Manchester was a celebrated historian, who wrote notable books on the Kennedy’s and MacArthur (American Caesar) amongst others. This work is his reflections on his service in the Marine Corps and in particular, the battle on Okinawa. It is also a selected history of the key battles the US fought in the Pacific theatre and the author’s reactions to these places when he visited them over 30 years later.
This is my second reading of this book, the first was over 20 years ago, so my comments reflect both my initial awe but also that of a now middle aged ‘veteran’ of over a 100 other memoirs of WW2. From either viewpoint, it can readily be said that Manchester can certainly write! I often read the first page to students to illustrate just how the written word can knock your socks off! His descriptions are vivid and powerful. He is not shy of writing explicitly, including occasionally about sex – though not in the way you might expect and in terms of battle, there is some searing stuff. In both cases there are some shocks, so this is absolutely not a children’s book.
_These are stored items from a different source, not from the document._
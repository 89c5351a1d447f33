//! Service container for dependency injection

use super::traits::{ReleaseProvider, Reporter};
use crate::config::Config;
use crate::core::ReleaseResult;
use crate::github::GitHubClient;
use crate::report::WorkflowReporter;
use std::sync::Arc;

/// Holds the collaborators a run needs as trait objects
///
/// # Example (Production)
///
/// ```no_run
/// use release_assets::config::Config;
/// use release_assets::di::ServiceContainer;
/// use release_assets::github::Repository;
///
/// # fn example() -> release_assets::core::ReleaseResult<()> {
/// let config = Config::new(Repository::parse("octo/widgets")?);
/// let container = ServiceContainer::new(&config)?;
/// # Ok(())
/// # }
/// ```
#[derive(Clone)]
pub struct ServiceContainer {
    pub provider: Arc<dyn ReleaseProvider>,
    pub reporter: Arc<dyn Reporter>,
}

impl ServiceContainer {
    /// Production services: the GitHub REST client and the workflow file reporter
    ///
    /// # Errors
    ///
    /// Returns an error if the HTTP client cannot be built (e.g. the token
    /// is not a valid header value).
    pub fn new(config: &Config) -> ReleaseResult<Self> {
        Ok(Self {
            provider: Arc::new(GitHubClient::new(config)?),
            reporter: Arc::new(WorkflowReporter::from_env()),
        })
    }

    /// Custom implementations, mostly for tests
    pub fn with_providers(provider: Arc<dyn ReleaseProvider>, reporter: Arc<dyn Reporter>) -> Self {
        Self { provider, reporter }
    }

    pub fn provider(&self) -> &dyn ReleaseProvider {
        self.provider.as_ref()
    }

    pub fn reporter(&self) -> &dyn Reporter {
        self.reporter.as_ref()
    }
}
//! Core types shared by the `release-assets` binary and library.
//!
//! Holds the error taxonomy for a run and the helper that turns an error
//! into the message printed before the process exits.

pub mod core;

pub use crate::core::error::{ReleaseError, ReleaseResult};
pub use crate::core::error_help::{format_error_with_help, ErrorHelp};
The memoir is triggered by Manchester’s recurring war nightmare, to the extent that he returns to the various battlefields to confront his experiences. He gives the history of these battles and intersperses his own combat experiences where he feels they appropriately fit. In some respects it is at times almost a travel-log, with observations of the people and practices he encounters but the war is by far the main theme and these are mentioned more to contrast the modern world with the horror that occurred a few decades before. So it is not like Eugene Sledge’s account where bitter combat features virtually every page. Aside from the last 50 pages or so, Manchester doles out his own fights sparingly.
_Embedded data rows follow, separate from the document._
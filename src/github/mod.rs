//! GitHub integration
//!
//! This module provides the REST client used to:
//! - Look up releases by tag and page through all releases (drafts included)
//! - Upload release assets
//! - Delete release assets

pub mod client;
pub mod types;

pub use client::GitHubClient;
pub use types::{GitHubRelease, ReleaseAsset, Repository, UploadOutcome};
This leads us to what I guess is the controversy of this book. Despite his visits to a dozen battlefields and the implication he was in action on several, he actually only fought on one – Okinawa. He was a Sgt in the 2/29 Marines of the 6th Marine Division and he spent over 2 months in that maelstrom that shredded units into fragments (he spells out what this means too). However, when he clarifies this it comes as a shock and I was on the lookout in my second reading for exactly what he wrote on this. Certainly there are qualifiers, he says that he came to Guadalcanal after the great battle. Yet he also writes about being unable to find his old foxhole on one key battlefield and earlier that “most of the 1st Marine Division had sailed for Guadalcanal from …(various ports named) but our port of embarkation would be Dago” (San Diego). He also talks about wearing his old ‘raider’ hat. So it can easily be read that he took part himself, rather than trained there much later when the 6th was being formed. Some readers have described this as being deceptive (and I can see the argument for this) or worse. Kenneth Estes, a 24 year post-war Marine who has written many books on Marine topics, calls it a ‘curious mixed fiction and autobiography (intro to ‘Tanks on the Beaches’). I’m not sure exactly what to make of it all but I distinctly remember being surprised and disappointed at the admission first time round. Manchester defends himself and his associated use of the collective ‘we’ and though I can see it this time as an arguably legitimate structural technique, it is rather sly and does undo some of what came before.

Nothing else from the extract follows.